Back when I was a dancer, the part I liked the least was learning new choreography. Of course, learning anything new always comes with some level of discomfort, but I think it’s telling that I always wished I could just skip it. (Obviously—and to my dismay—that’s not possible. Because I can’t dance a routine if I don’t learn it.)
I think about the specific things that bothered me about the process: having to deal with my slow pick-up (this is the rate at which a dancer can memorize a new choreography), moving in uncertain, imprecise ways, being unfamiliar with the musicality—and seeing all of this in the mirror.
Zooming out, this attitude makes so much sense to me now. I’ve lived most of my life glorifying speed, systems, optimization—things that make me feel that I can surely navigate a situation. I just always loved being an efficient person. Cracking how to get from point A to point B. Economizing. Minimizing the possibility of doing something again and again or starting from scratch.
And I always thought I could rely on the value of efficiency.
Then, I got into writing.
From what I’ve learned so far as a writer, there are generally two approaches to writing. The first route, as succinctly put by author Amy Shearn, is where you “outline it, know what you’re going to say, [then] get there efficiently.” This is how I started writing. I would dump the key points of the piece on the page, then proceed to obsess over how to make them flow. Once I could see how it would all come together, all I had to do was write it out.
And doesn’t it make sense to assume that this is the way to write? I mean, it’s a grade school English lesson: Define your thesis statement! And common sense would ask: How can you write if you don’t know what you want to say?
Oh, but apparently, it is possible. This is the second route. And it is where you write about a thing and then find out your point.
From my humble writing experience, let me flesh it out a bit: It usually starts with a strange compulsion to write about a thing. It could be a thing you haven’t been able to get off your mind. Or an experience that ineffably affected you. Whatever it is, you know there’s something more there—you just can’t quite put your finger on it. Yet.

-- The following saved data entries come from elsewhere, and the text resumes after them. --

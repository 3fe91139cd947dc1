use compdoc_common::{ComponentDocument, EventSource, PropertyDescriptor};
use compdoc_core::{Generator, GeneratorConfig, NoProse, OutputFormat};
use std::fs;
use std::path::Path;
use tempfile::TempDir;

const ANCHOR_PROPS: &str = r#"
import { BaseProps } from "../../base/base-props";

export class AnchorProps extends BaseProps {
    caption: string;
    disabled?: boolean = false;
    onNavigate?: (url: string) => void;
}
"#;

const ANCHOR: &str = r#"
import { Component } from "../../base/component";
import { AnchorProps } from "./anchor-props";

export const DEFAULT_CLASS = "app-anchor";

export class Anchor extends Component<AnchorProps> {
    constructor(props: AnchorProps) {
        super(props);
        this.addStyle(DEFAULT_CLASS);
        this.addStyle(DEFAULT_CLASS + "-rtl");
        this.addStyle("link-primary");
    }

    public navigate(url: string, replace?: boolean): void {}

    render(): string {
        return "<a></a>";
    }
}
"#;

const ANCHOR_COMPILED: &str = r#"
export class Anchor extends Component {
    navigate(url, replace) {
        this.emit("onNavigate", url, replace);
        this.emit("onBlur");
    }
}
"#;

fn write_artifact(root: &Path, relative: &str, source: &str) {
    let path = root.join(relative);
    fs::create_dir_all(path.parent().unwrap()).unwrap();
    let artifact = serde_json::json!({
        "version": 3,
        "sources": [format!("../src/{}", relative.replace(".js.map", ".ts"))],
        "sourcesContent": [source],
    });
    fs::write(path, artifact.to_string()).unwrap();
}

fn library() -> TempDir {
    let lib = TempDir::new().unwrap();
    let root = lib.path();
    write_artifact(root, "components/navigation/anchor/anchor-props.js.map", ANCHOR_PROPS);
    write_artifact(root, "components/navigation/anchor/anchor.js.map", ANCHOR);
    fs::write(root.join("components/navigation/anchor/anchor.js"), ANCHOR_COMPILED).unwrap();
    write_artifact(
        root,
        "components/inputs/field/field-props.js.map",
        "export class FieldProps extends UiControlProps { value: string; }",
    );
    write_artifact(
        root,
        "components/inputs/orphan/orphan-props.js.map",
        "export class OrphanProps extends MissingProps { label: string; }",
    );
    write_artifact(
        root,
        "base/control/control-props.js.map",
        "export class UiControlProps extends BaseProps { value?: number; required?: boolean; }",
    );
    fs::create_dir_all(root.join("components/inputs/notes")).unwrap();
    fs::write(root.join("components/inputs/notes/README.md"), "no artifacts").unwrap();
    lib
}

fn config() -> GeneratorConfig {
    GeneratorConfig::from_json(
        r#"{
            "includeAll": true,
            "aliases": { "link": "anchor" },
            "inheritance": { "prefixes": ["Ui"] }
        }"#,
    )
    .unwrap()
}

fn generate(lib: &TempDir) -> Vec<ComponentDocument> {
    Generator::new(lib.path(), config())
        .with_root_properties(vec![PropertyDescriptor::new("id", "string")])
        .generate_all()
}

fn find<'d>(docs: &'d [ComponentDocument], name: &str) -> &'d ComponentDocument {
    docs.iter().find(|d| d.name() == name).unwrap()
}

#[test]
fn own_properties_precede_inherited_root_properties() {
    let lib = library();
    let docs = generate(&lib);
    let anchor = find(&docs, "anchor");

    assert_eq!(anchor.base_class(), Some("BaseProps"));
    assert_eq!(
        &anchor.props()[..3],
        &[
            PropertyDescriptor::new("caption", "string"),
            PropertyDescriptor::new("disabled", "boolean")
                .optional()
                .with_default("false"),
            PropertyDescriptor::new("onNavigate", "(url: string) => void").optional(),
        ]
    );
    assert_eq!(
        anchor.props()[3],
        PropertyDescriptor::new("id", "string").inherit_from("BaseProps")
    );
}

#[test]
fn styles_methods_and_events_are_assembled() {
    let lib = library();
    let docs = generate(&lib);
    let anchor = find(&docs, "anchor");

    let styles: Vec<&str> = anchor.styles().iter().map(|s| s.class_name.as_str()).collect();
    assert_eq!(styles, vec!["app-anchor", "app-anchor-rtl", "link-primary"]);
    assert_eq!(anchor.styles().iter().filter(|s| s.is_default()).count(), 1);

    let methods: Vec<&str> = anchor.methods().iter().map(|m| m.name.as_str()).collect();
    assert_eq!(methods, vec!["navigate"]);

    let events = anchor.events();
    assert_eq!(events.len(), 2);
    assert_eq!(events[0].name, "onNavigate");
    assert_eq!(events[0].parameters, "url, replace");
    assert_eq!(events[0].source, EventSource::CallSite);
    assert_eq!(events[1].name, "onBlur");
}

#[test]
fn inherited_chain_through_prefixed_ancestor() {
    let lib = library();
    let docs = generate(&lib);
    let field = find(&docs, "field");

    let props: Vec<(&str, Option<&str>)> = field
        .props()
        .iter()
        .map(|p| (p.name.as_str(), p.inherited_from.as_deref()))
        .collect();
    assert_eq!(
        props,
        vec![
            ("value", None),
            ("required", Some("UiControlProps")),
            ("id", Some("BaseProps")),
        ]
    );
}

#[test]
fn unresolved_ancestor_keeps_own_properties() {
    let lib = library();
    let docs = generate(&lib);
    let orphan = find(&docs, "orphan");

    assert_eq!(orphan.base_class(), Some("MissingProps"));
    assert_eq!(orphan.props(), &[PropertyDescriptor::new("label", "string")]);
}

#[test]
fn directory_without_artifacts_is_not_generated() {
    let lib = library();
    let docs = generate(&lib);

    assert!(docs.iter().all(|d| d.name() != "notes"));
    assert_eq!(docs.len(), 4);
}

#[test]
fn alias_mirrors_source_and_comes_last() {
    let lib = library();
    let docs = generate(&lib);
    let link = docs.last().unwrap();

    assert_eq!(link.name(), "link");
    assert!(link.is_alias());
    let anchor = find(&docs, "anchor");
    assert_eq!(link.props(), anchor.props());
    assert_eq!(link.methods(), anchor.methods());
    assert_eq!(link.events(), anchor.events());
    assert_eq!(link.styles(), anchor.styles());
    assert_ne!(link.name(), anchor.name());

    let json = serde_json::to_value(link).unwrap();
    assert_eq!(json["aliasOf"], "anchor");
    assert_eq!(json["category"], "navigation");
}

#[test]
fn exclusions_apply_to_generated_documents() {
    let lib = library();
    let mut config = config();
    config.exclusions.props.inherited = vec!["id".to_string()];
    config.exclusions.styles.global = vec!["link-primary".to_string()];
    let docs = Generator::new(lib.path(), config)
        .with_root_properties(vec![PropertyDescriptor::new("id", "string")])
        .generate_all();
    let anchor = find(&docs, "anchor");

    assert!(anchor.props().iter().all(|p| !p.inherited));
    assert!(anchor.styles().iter().all(|s| s.class_name != "link-primary"));
    // Aliases project the filtered source.
    assert_eq!(find(&docs, "link").props(), anchor.props());
}

#[test]
fn documents_are_written_per_component() {
    let lib = library();
    let docs = generate(&lib);
    let out = TempDir::new().unwrap();

    let written =
        compdoc_core::write_documents(out.path(), &docs, &NoProse, OutputFormat::Markdown).unwrap();

    assert_eq!(written.len(), docs.len());
    let link = fs::read_to_string(out.path().join("link.md")).unwrap();
    assert!(link.contains("link is an alias of anchor"));
}

#[test]
fn styles_come_from_separate_registration_module() {
    let lib = TempDir::new().unwrap();
    let root = lib.path();
    write_artifact(
        root,
        "components/navigation/anchor/anchor-props.js.map",
        "export class AnchorProps extends BaseProps { caption: string; }",
    );
    write_artifact(
        root,
        "components/navigation/anchor/anchor.js.map",
        r#"import { DEFAULT_CLASS } from "./anchor.styles";
export class Anchor extends Component<AnchorProps> {}"#,
    );
    write_artifact(
        root,
        "components/navigation/anchor/anchor.styles.js.map",
        "export const DEFAULT_CLASS = 'app-anchor'; addStyle(DEFAULT_CLASS); addStyle(DEFAULT_CLASS + '-rtl');",
    );

    let docs = Generator::new(root, config()).generate_all();
    let anchor = find(&docs, "anchor");

    let styles: Vec<&str> = anchor.styles().iter().map(|s| s.class_name.as_str()).collect();
    assert_eq!(styles, vec!["app-anchor", "app-anchor-rtl"]);
    assert!(anchor.styles()[0].is_default());
}
//! compdoc: extract component metadata documents from a compiled UI library.

use anyhow::{bail, Context, Result};
use clap::{Parser, Subcommand};
use colored::Colorize;
use compdoc_common::ComponentDocument;
use compdoc_core::{
    CandidateKind, DirectoryProse, Generator, GeneratorConfig, NoProse, OutputFormat, ProseSource,
};
use std::path::{Path, PathBuf};
use tracing::info;
use tracing_subscriber::EnvFilter;

#[derive(Parser)]
#[command(
    name = "compdoc",
    version,
    about = "Generate component metadata documents from a compiled UI library"
)]
struct Cli {
    /// Library root containing components/<group>/<component>
    #[arg(short, long, default_value = ".")]
    library: PathBuf,

    /// JSON configuration file
    #[arg(short, long)]
    config: Option<PathBuf>,

    /// Enable debug logging
    #[arg(short, long)]
    verbose: bool,

    #[command(subcommand)]
    command: Commands,
}

#[derive(Subcommand)]
enum Commands {
    /// List the components and aliases that would be generated
    Discover,

    /// Generate documents for every discovered component
    Generate {
        /// Output directory
        #[arg(short, long, default_value = "docs")]
        output: PathBuf,

        /// Output format: json (default) or markdown
        #[arg(short, long, default_value = "json")]
        format: OutputFormat,

        /// Directory holding <component>.md prose files
        #[arg(long)]
        prose: Option<PathBuf>,
    },

    /// Print one component's document to stdout
    Inspect {
        /// Component or alias name
        name: String,

        /// Output format: json (default) or markdown
        #[arg(short, long, default_value = "json")]
        format: OutputFormat,
    },
}

fn main() -> Result<()> {
    let cli = Cli::parse();

    let default_level = if cli.verbose { "debug" } else { "info" };
    tracing_subscriber::fmt()
        .with_env_filter(
            EnvFilter::try_from_default_env().unwrap_or_else(|_| EnvFilter::new(default_level)),
        )
        .with_writer(std::io::stderr)
        .init();

    if !cli.library.is_dir() {
        bail!("Library root is not a directory: {:?}", cli.library);
    }
    let config = load_config(cli.config.as_deref())?;
    let mut generator = Generator::new(&cli.library, config);

    match cli.command {
        Commands::Discover => discover(&generator),
        Commands::Generate {
            output,
            format,
            prose,
        } => generate(&mut generator, &output, format, prose),
        Commands::Inspect { name, format } => inspect(&mut generator, &name, format),
    }
}

fn load_config(path: Option<&Path>) -> Result<GeneratorConfig> {
    match path {
        Some(path) => {
            info!("Loading configuration from {:?}", path);
            GeneratorConfig::from_file(path)
        }
        None => Ok(GeneratorConfig::default()),
    }
}

fn discover(generator: &Generator) -> Result<()> {
    let candidates = generator.discover();
    if candidates.is_empty() {
        println!("{}", "No components found".yellow());
        return Ok(());
    }

    for candidate in &candidates {
        match &candidate.kind {
            CandidateKind::Component => println!(
                "{} {} {}",
                candidate.name.green().bold(),
                format!("[{}]", candidate.category).cyan(),
                candidate.location.display().to_string().dimmed()
            ),
            CandidateKind::Alias { source } => println!(
                "{} {} {}",
                candidate.name.green().bold(),
                format!("[{}]", candidate.category).cyan(),
                format!("alias of {}", source).dimmed()
            ),
        }
    }
    println!("\n{} candidates", candidates.len().to_string().bold());
    Ok(())
}

fn generate(
    generator: &mut Generator,
    output: &Path,
    format: OutputFormat,
    prose_dir: Option<PathBuf>,
) -> Result<()> {
    let docs = generator.generate_all();
    let prose: Box<dyn ProseSource> = match prose_dir {
        Some(dir) => Box::new(DirectoryProse::new(dir)),
        None => Box::new(NoProse),
    };

    let written = compdoc_core::write_documents(output, &docs, prose.as_ref(), format)
        .context("Failed to write documents")?;

    for doc in &docs {
        print_summary(doc);
    }
    println!(
        "\n{} {} documents to {}",
        "Wrote".green().bold(),
        written.len(),
        output.display()
    );
    Ok(())
}

fn inspect(generator: &mut Generator, name: &str, format: OutputFormat) -> Result<()> {
    let candidate = generator
        .discover()
        .into_iter()
        .find(|c| c.name == name)
        .with_context(|| format!("Component {} was not discovered", name))?;

    let doc = generator.generate(&candidate);
    print!("{}", compdoc_core::render(&doc, &NoProse, format)?);
    Ok(())
}

fn print_summary(doc: &ComponentDocument) {
    let label = if doc.is_alias() {
        format!("{} (alias)", doc.name()).cyan()
    } else {
        doc.name().green()
    };
    println!(
        "  {} {} props, {} methods, {} events, {} styles",
        label,
        doc.props().len(),
        doc.methods().len(),
        doc.events().len(),
        doc.styles().len()
    );
}
//! Per-run generation context.
//!
//! A `Generator` assembles one document per candidate: properties with their
//! inherited chain, methods, styles, synthesized events, then the exclusion
//! policy, then configured children. One bad source never stops the run.

use crate::config::GeneratorConfig;
use crate::discovery::discover_components;
use crate::events::synthesize_events;
use crate::filter::FilterPolicy;
use crate::inheritance::{ArtifactIndex, InheritanceResolver, RootPropertyCache};
use crate::source_map;
use crate::types::{Candidate, CandidateKind};
use compdoc_common::{
    AliasDocument, CompdocError, ComponentDocument, ConcreteDocument, EventDescriptor, Facet,
    PropertyDescriptor, Result, StyleDescriptor,
};
use compdoc_parsers::{events_from_properties, TypeScriptStructureParser};
use std::collections::HashMap;
use std::fs;
use std::path::{Path, PathBuf};
use std::sync::Arc;
use std::time::Instant;
use tracing::{debug, info, warn, Level};

pub struct Generator {
    library_root: PathBuf,
    config: GeneratorConfig,
    parser: TypeScriptStructureParser,
    artifacts: ArtifactIndex,
    root_cache: RootPropertyCache,
    generated: HashMap<String, Arc<ConcreteDocument>>,
}

impl Generator {
    pub fn new(library_root: impl Into<PathBuf>, config: GeneratorConfig) -> Self {
        let library_root = library_root.into();
        Self {
            parser: TypeScriptStructureParser::with_conventions(config.conventions.clone()),
            artifacts: ArtifactIndex::new(&library_root, &config),
            root_cache: RootPropertyCache::new(),
            generated: HashMap::new(),
            library_root,
            config,
        }
    }

    /// Seed the root type's properties instead of loading them from the library.
    pub fn with_root_properties(mut self, properties: Vec<PropertyDescriptor>) -> Self {
        let root_type = self.config.inheritance.root_type.clone();
        self.root_cache.seed(&root_type, properties);
        self
    }

    pub fn discover(&self) -> Vec<Candidate> {
        discover_components(&self.library_root, &self.config)
    }

    /// Generate every candidate in discovery order; aliases come last.
    pub fn generate_all(&mut self) -> Vec<ComponentDocument> {
        let start = Instant::now();
        let candidates = self.discover();
        let (components, aliases): (Vec<&Candidate>, Vec<&Candidate>) =
            candidates.iter().partition(|c| !c.is_alias());

        let docs: Vec<ComponentDocument> = components
            .into_iter()
            .chain(aliases)
            .map(|candidate| self.generate(candidate))
            .collect();

        info!(
            "Generated {} documents in {}ms",
            docs.len(),
            start.elapsed().as_millis()
        );
        docs
    }

    pub fn generate(&mut self, candidate: &Candidate) -> ComponentDocument {
        match &candidate.kind {
            CandidateKind::Component => {
                let doc = self.generate_component(
                    &candidate.name,
                    &candidate.location,
                    &candidate.category,
                );
                let doc = Arc::new(doc);
                self.generated.insert(candidate.name.clone(), Arc::clone(&doc));
                ComponentDocument::Concrete(doc.as_ref().clone())
            }
            CandidateKind::Alias { source } => {
                let source_doc = match self.generated.get(source) {
                    Some(doc) => Arc::clone(doc),
                    None => {
                        debug!("Generating alias source {} for {}", source, candidate.name);
                        let doc = Arc::new(self.generate_component(
                            source,
                            &candidate.location,
                            &candidate.category,
                        ));
                        self.generated.insert(source.clone(), Arc::clone(&doc));
                        doc
                    }
                };
                ComponentDocument::Alias(AliasDocument::new(candidate.name.as_str(), source_doc))
            }
        }
    }

    /// Assemble the concrete document for the component in `dir`.
    ///
    /// Artifacts are looked up as `<dir>/<name><suffix>`.
    pub fn generate_component(
        &mut self,
        name: &str,
        dir: &Path,
        category: &str,
    ) -> ConcreteDocument {
        let mut path = Vec::new();
        self.generate_on_path(name, dir, category, &mut path)
    }

    fn generate_on_path(
        &mut self,
        name: &str,
        dir: &Path,
        category: &str,
        path: &mut Vec<PathBuf>,
    ) -> ConcreteDocument {
        debug!("Generating {} from {:?}", name, dir);
        path.push(canonical(dir));

        let mut doc = ConcreteDocument::new(name, dir, category);

        let (props, base_class) = self.collect_properties(name, dir);
        doc.facets.props = props;
        doc.base_class = base_class;

        let component_artifact = self.config.naming.component_artifact(dir, name);
        let component_source = match source_map::primary_source_text(&component_artifact) {
            Ok(source) => Some(source),
            Err(err) => {
                report_absent(name, &err);
                None
            }
        };
        if let Some(source) = &component_source {
            doc.facets.methods =
                facet_or_empty(name, Facet::Methods, self.parser.extract_methods(source));
        }
        doc.facets.styles = self.collect_styles(name, dir, component_source.as_deref());

        doc.facets.events = synthesize_events(
            events_from_properties(&doc.facets.props),
            self.call_site_events(name, dir),
        );

        FilterPolicy::new(&self.config.exclusions).apply(&mut doc);

        let children = self.config.children_of(name).to_vec();
        for child in children {
            let child_dir = dir.join(&child.path);
            if !child_dir.is_dir() {
                warn!("{}", CompdocError::MissingChild { path: child_dir });
                continue;
            }
            if path.contains(&canonical(&child_dir)) {
                warn!(
                    "Child {} of {} re-enters {:?}, skipping",
                    child.name, name, child_dir
                );
                continue;
            }
            let child_doc = self.generate_on_path(&child.name, &child_dir, category, path);
            doc.children.push(ComponentDocument::Concrete(child_doc));
        }

        path.pop();
        info!(
            "{}: {} props, {} methods, {} events, {} styles, {} children",
            name,
            doc.facets.props.len(),
            doc.facets.methods.len(),
            doc.facets.events.len(),
            doc.facets.styles.len(),
            doc.children.len()
        );
        doc
    }

    /// Own and inherited properties plus the declared base type.
    fn collect_properties(
        &mut self,
        name: &str,
        dir: &Path,
    ) -> (Vec<PropertyDescriptor>, Option<String>) {
        let artifact = self.config.naming.props_artifact(dir, name);
        let bag = source_map::primary_source_text(&artifact)
            .and_then(|source| self.parser.extract_properties(&source));
        let bag = match bag {
            Ok(bag) => bag,
            Err(err) => {
                report_absent(name, &err);
                return (Vec::new(), None);
            }
        };
        if tracing::enabled!(Level::DEBUG) {
            if let Ok(original) = source_map::primary_source_name(&artifact) {
                debug!("{}: properties declared in {}", name, original);
            }
        }

        let mut resolver = InheritanceResolver {
            parser: &self.parser,
            settings: &self.config.inheritance,
            artifacts: &self.artifacts,
            root_cache: &mut self.root_cache,
        };
        (resolver.collect(&bag), bag.parent)
    }

    /// Styles from the style-registration artifact, else from the component source.
    fn collect_styles(
        &self,
        name: &str,
        dir: &Path,
        component_source: Option<&str>,
    ) -> Vec<StyleDescriptor> {
        let artifact = self.config.naming.styles_artifact(dir, name);
        match source_map::primary_source_text(&artifact) {
            Ok(source) => match self.parser.extract_styles(&source) {
                Ok(styles) => return styles,
                Err(err) => debug!("{}: {}, trying component source", name, err),
            },
            Err(err) => debug!("{}: {}", name, err),
        }

        match component_source {
            Some(source) => {
                facet_or_empty(name, Facet::Styles, self.parser.extract_styles(source))
            }
            None => Vec::new(),
        }
    }

    fn call_site_events(&self, name: &str, dir: &Path) -> Vec<EventDescriptor> {
        let compiled = self.config.naming.compiled_output(dir, name);
        match fs::read_to_string(&compiled) {
            Ok(content) => facet_or_empty(
                name,
                Facet::Events,
                self.parser.events_from_call_sites(&content),
            ),
            Err(err) => {
                debug!("No compiled output for {} at {:?}: {}", name, compiled, err);
                Vec::new()
            }
        }
    }
}

fn facet_or_empty<T>(component: &str, facet: Facet, result: Result<Vec<T>>) -> Vec<T> {
    match result {
        Ok(items) => items,
        Err(err) => {
            if err.is_absent() {
                debug!("{}: no {} found", component, facet);
            } else {
                warn!("{}: {} extraction failed: {}", component, facet, err);
            }
            Vec::new()
        }
    }
}

fn report_absent(component: &str, err: &CompdocError) {
    if err.is_absent() {
        debug!("{}: {}", component, err);
    } else {
        warn!("{}: {}", component, err);
    }
}

fn canonical(dir: &Path) -> PathBuf {
    fs::canonicalize(dir).unwrap_or_else(|_| dir.to_path_buf())
}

So one overcast Saturday morning, you sit in a nice, quiet cafe, order an oat milk latte, then open your laptop. You start by writing the story of that thing as honestly as you can. Maybe you think you kinda know what this thing means to you. But as you turn over that thing in your mind, as you make your emotions about that thing digitally tangible and real and hence subject to scrutiny, then you start to consider the thing from different angles. Then, suddenly, another thing from some seemingly disparate part of your life comes to mind. Then you make the connection. And at some point, amidst all the circling and connecting and inner catastrophizing, by the grace of some higher power, what you really want to say comes to you.
This mystical route is how you go about crafting a personal essay.
And it is a maddeningly inefficient route.
Now here’s the real nitty-gritty of it: As always, you begin with a shitty first draft. A shitty first draft that feels all the more shitty because you don't know what it’s really about. Hours pass where you’re mulling over and working out a paragraph, only to have it slashed off by the next draft. Half—if you’re lucky!—of your first draft doesn’t make it in the final piece. You write thousands of words and still do not get there—wherever “there” is. Or you write thousands of words and, lying awake at night, realize there’s no other way but raze it to the ground and rebuild it.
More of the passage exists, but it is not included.